● REQUIRED WORK
What lines in the records below hold the string "OptionalEventPublisher"? Please show them.

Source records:
- Opening Delimiter -

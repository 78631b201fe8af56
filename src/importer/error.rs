// ==========================================
// 冷链运输监控系统 - 导入模块错误类型
// ==========================================
// 工具: thiserror 派生宏
// ==========================================

use thiserror::Error;

/// 导入模块错误类型
#[derive(Error, Debug)]
pub enum ImportError {
    // ===== 文件相关错误 =====
    #[error("文件不存在: {0}")]
    FileNotFound(String),

    #[error("文件格式不支持: {0}（仅支持 .xlsx/.xls/.csv）")]
    UnsupportedFormat(String),

    #[error("文件读取失败: {0}")]
    FileReadError(String),

    #[error("Excel 解析失败: {0}")]
    ExcelParseError(String),

    #[error("CSV 解析失败: {0}")]
    CsvParseError(String),

    // ===== 数据映射错误 =====
    #[error("字段映射失败 (行 {row}): {message}")]
    FieldMappingError { row: usize, message: String },

    #[error("类型转换失败 (行 {row}, 字段 {field}): {message}")]
    TypeConversionError {
        row: usize,
        field: String,
        message: String,
    },

    #[error("时间格式错误 (行 {row}, 字段 {field}): 期望 ISO-8601 UTC，实际 {value}")]
    TimestampFormatError {
        row: usize,
        field: String,
        value: String,
    },

    // ===== 数据质量错误 =====
    #[error("运单号缺失 (行 {0}): shipment_id 为空")]
    ShipmentIdMissing(usize),

    #[error("数值范围错误 (行 {row}, 字段 {field}): 值 {value} 超出范围 [{min}, {max}]")]
    ValueRangeError {
        row: usize,
        field: String,
        value: f64,
        min: f64,
        max: f64,
    },

    // ===== 提交错误 =====
    #[error("读数提交失败 (行 {row}): {message}")]
    SubmitError { row: usize, message: String },

    // ===== 通用错误 =====
    #[error("内部错误: {0}")]
    InternalError(String),
}

impl From<csv::Error> for ImportError {
    fn from(err: csv::Error) -> Self {
        ImportError::CsvParseError(err.to_string())
    }
}

/// Result 类型别名
pub type ImportResult<T> = Result<T, ImportError>;
// ==========================================
// 冷链运输监控系统 - 服务状态
// ==========================================
// 职责: 管理服务级别的共享状态和API实例
// 说明: 存储为显式注入的进程内状态，不使用模块级单例
// ==========================================

use std::error::Error;
use std::sync::{Arc, Mutex};

use crate::api::{MonitorApi, QueryApi};
use crate::config::ConfigManager;
use crate::db::{init_schema, open_sqlite_connection_with_timeout, DEFAULT_BUSY_TIMEOUT_MS};
use crate::engine::{
    AlertClassifier, MonitorEventPublisher, OptionalEventPublisher, RangePolicyResolver,
    ReadingIngestor, ShipmentLocks, StatsEngine, TimelineEngine,
};
use crate::importer::DeviceLogImporter;
use crate::repository::{
    AlertRepository, ReadingRepository, ShipmentRepository, StatsRepository, TimelineRepository,
};

/// 服务状态
///
/// 包含所有API实例和共享资源
pub struct ServiceState {
    /// 数据库路径
    pub db_path: String,

    /// 监控写入 API
    pub monitor_api: Arc<MonitorApi<ConfigManager>>,

    /// 查询投影 API
    pub query_api: Arc<QueryApi>,

    /// 设备日志导入器
    pub importer: Arc<DeviceLogImporter<ConfigManager>>,

    /// 配置管理器
    pub config: Arc<ConfigManager>,
}

impl ServiceState {
    /// 创建服务状态（默认写入等待上限，无事件发布者）
    pub fn new(db_path: &str) -> Result<Self, Box<dyn Error>> {
        Self::with_options(db_path, DEFAULT_BUSY_TIMEOUT_MS, None)
    }

    /// 创建服务状态（接入通知系统）
    pub fn with_event_publisher(
        db_path: &str,
        publisher: Arc<dyn MonitorEventPublisher>,
    ) -> Result<Self, Box<dyn Error>> {
        Self::with_options(db_path, DEFAULT_BUSY_TIMEOUT_MS, Some(publisher))
    }

    /// 创建服务状态
    ///
    /// # 参数
    /// - db_path: 数据库文件路径
    /// - busy_timeout_ms: 写入等待上限（到期返回 PersistenceTimeout）
    /// - publisher: 监控事件发布者（通知系统适配器）
    pub fn with_options(
        db_path: &str,
        busy_timeout_ms: u64,
        publisher: Option<Arc<dyn MonitorEventPublisher>>,
    ) -> Result<Self, Box<dyn Error>> {
        // === 共享连接与 schema 初始化 ===
        let conn = open_sqlite_connection_with_timeout(db_path, busy_timeout_ms)?;
        init_schema(&conn)?;
        let conn = Arc::new(Mutex::new(conn));

        // === 仓储层 ===
        let shipment_repo = Arc::new(ShipmentRepository::from_connection(conn.clone()));
        let reading_repo = Arc::new(ReadingRepository::from_connection(conn.clone()));
        let alert_repo = Arc::new(AlertRepository::from_connection(conn.clone()));
        let timeline_repo = Arc::new(TimelineRepository::from_connection(conn.clone()));
        let stats_repo = Arc::new(StatsRepository::from_connection(conn.clone()));

        // === 配置层 ===
        let config = Arc::new(ConfigManager::from_connection(conn)?);

        // === 事件发布 ===
        let events = match publisher {
            Some(p) => OptionalEventPublisher::with_publisher(p),
            None => OptionalEventPublisher::none(),
        };

        // === 引擎层 ===
        let locks = Arc::new(ShipmentLocks::new());
        let resolver = Arc::new(RangePolicyResolver::new(config.clone()));
        let timeline = Arc::new(TimelineEngine::new(
            shipment_repo.clone(),
            timeline_repo.clone(),
            events.clone(),
        ));
        let classifier = Arc::new(AlertClassifier::new(
            alert_repo.clone(),
            timeline_repo.clone(),
            timeline.clone(),
            events,
        ));
        let stats = Arc::new(StatsEngine::new(reading_repo.clone(), stats_repo));
        let ingestor = Arc::new(ReadingIngestor::new(
            shipment_repo.clone(),
            reading_repo.clone(),
            resolver.clone(),
            classifier,
            stats.clone(),
            locks.clone(),
        ));

        // === API 层 ===
        let monitor_api = Arc::new(MonitorApi::new(
            shipment_repo.clone(),
            timeline_repo.clone(),
            resolver,
            ingestor.clone(),
            timeline,
            locks,
        ));
        let query_api = Arc::new(QueryApi::new(
            shipment_repo,
            reading_repo,
            alert_repo,
            timeline_repo,
            stats,
        ));
        let importer = Arc::new(DeviceLogImporter::new(ingestor));

        Ok(Self {
            db_path: db_path.to_string(),
            monitor_api,
            query_api,
            importer,
            config,
        })
    }
}

/// 默认数据库路径（用户数据目录下）
pub fn get_default_db_path() -> String {
    let base = dirs::data_dir().unwrap_or_else(|| std::path::PathBuf::from("."));
    base.join("cold-chain-monitor")
        .join("monitor.db")
        .to_string_lossy()
        .to_string()
}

- Closing Delimiter -

● EXPECTED ANSWER
    AlertClassifier, MonitorEventPublisher, OptionalEventPublisher, RangePolicyResolver,
            Some(p) => OptionalEventPublisher::with_publisher(p),
            None => OptionalEventPublisher::none(),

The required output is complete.